§ **Brief**
Filter these entries down to lines holding "ValidationError".

§ **Provided material**
-- Opening Marker --

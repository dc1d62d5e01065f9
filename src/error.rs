use std::net::SocketAddr;

use snafu::{Location, Snafu};

use crate::store::StoreError;

#[derive(Debug, Snafu)]
#[snafu(visibility(pub))]
pub enum ApplicationError {
    /// could not parse the configuration from the environment
    ConfigLoad {
        source: envy::Error,
        #[snafu(implicit)]
        location: Location,
    },

    /// could not load the page templates
    LoadTemplates {
        source: tera::Error,
        #[snafu(implicit)]
        location: Location,
    },

    /// could not initialize the logger
    InitializeLogger {
        source: tracing_subscriber::util::TryInitError,
        #[snafu(implicit)]
        location: Location,
    },

    /// could not connect to the rating store
    ConnectStore {
        source: StoreError,
        #[snafu(implicit)]
        location: Location,
    },

    /// could not bind to the given address, check if it's already in use
    BindAddress {
        address: SocketAddr,
        source: std::io::Error,
        #[snafu(implicit)]
        location: Location,
    },

    /// could not serve the application
    WebServer {
        source: std::io::Error,
        #[snafu(implicit)]
        location: Location,
    },
}
use derive_new::new;
use serde::Deserialize;
use snafu::{ensure, OptionExt, ResultExt, Snafu};

use crate::model::RatingRecord;

pub type Result<T, E = ValidationError> = std::result::Result<T, E>;

#[derive(Debug, Snafu, PartialEq)]
pub enum ValidationError {
    #[snafu(display("missing required field `{field}`"))]
    MissingField { field: &'static str },

    #[snafu(display("field `{field}` is not a number: `{value}`"))]
    NotANumber {
        field: &'static str,
        value: String,
        source: std::num::ParseFloatError,
    },

    #[snafu(display("field `{field}` must be between 1 and 10, got {value}"))]
    OutOfRange { field: &'static str, value: f64 },

    #[snafu(display("unknown bar `{bar}`, not a stop on this tour"))]
    UnknownBar { bar: String },
}

/// One rating submission exactly as it came off the form, nothing parsed yet.
///
/// Every field is optional at this level so that a missing input is reported
/// by [Intake::validate] as [ValidationError::MissingField] instead of being
/// bounced by the form decoder.
#[derive(Debug, Clone, Default, Deserialize)]
pub struct RawSubmission {
    pub bar: Option<String>,
    pub margarita_rating: Option<String>,
    pub price_rating: Option<String>,
    pub atmosphere_rating: Option<String>,
    pub comments: Option<String>,
}

/// Validates raw form fields into a [RatingRecord].
///
/// `allowed_bars` is the configured tour lineup; an empty list disables the
/// membership check.
#[derive(Debug, Clone, Default, new)]
pub struct Intake {
    allowed_bars: Vec<String>,
}

impl Intake {
    pub fn validate(&self, raw: RawSubmission) -> Result<RatingRecord> {
        let bar = raw
            .bar
            .as_deref()
            .map(str::trim)
            .filter(|bar| !bar.is_empty())
            .context(MissingFieldSnafu { field: "bar" })?;

        if !self.allowed_bars.is_empty() && !self.allowed_bars.iter().any(|known| known == bar) {
            return UnknownBarSnafu { bar }.fail();
        }

        let margarita_rating = parse_rating("margarita_rating", raw.margarita_rating.as_deref())?;
        let price_rating = parse_rating("price_rating", raw.price_rating.as_deref())?;
        let atmosphere_rating = parse_rating("atmosphere_rating", raw.atmosphere_rating.as_deref())?;

        let average_rating = (margarita_rating + price_rating + atmosphere_rating) / 3.0;

        Ok(RatingRecord {
            bar: bar.to_string(),
            margarita_rating,
            price_rating,
            atmosphere_rating,
            average_rating,
            comments: raw.comments.unwrap_or_default(),
        })
    }
}

fn parse_rating(field: &'static str, value: Option<&str>) -> Result<f64> {
    let value = value
        .map(str::trim)
        .filter(|value| !value.is_empty())
        .context(MissingFieldSnafu { field })?;

    let rating: f64 = value.parse().context(NotANumberSnafu { field, value })?;

    // NaN fails the range check as well
    ensure!(
        (1.0..=10.0).contains(&rating),
        OutOfRangeSnafu { field, value: rating }
    );

    Ok(rating)
}
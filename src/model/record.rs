use serde::{Deserialize, Serialize};

/// A single validated rating submission.
///
/// Produced by [crate::intake::Intake]; every field has already passed
/// validation and `average_rating` is the mean of the three scores at full
/// floating-point precision. Rounding is left to whoever displays it.
#[derive(Debug, Clone, PartialEq, Deserialize, Serialize)]
pub struct RatingRecord {
    pub bar: String,
    pub margarita_rating: f64,
    pub price_rating: f64,
    pub atmosphere_rating: f64,
    pub average_rating: f64,
    #[serde(default)]
    pub comments: String,
}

-- Closing Marker --

§ **Exercise result**
pub type Result<T, E = ValidationError> = std::result::Result<T, E>;
pub enum ValidationError {
/// by [Intake::validate] as [ValidationError::MissingField] instead of being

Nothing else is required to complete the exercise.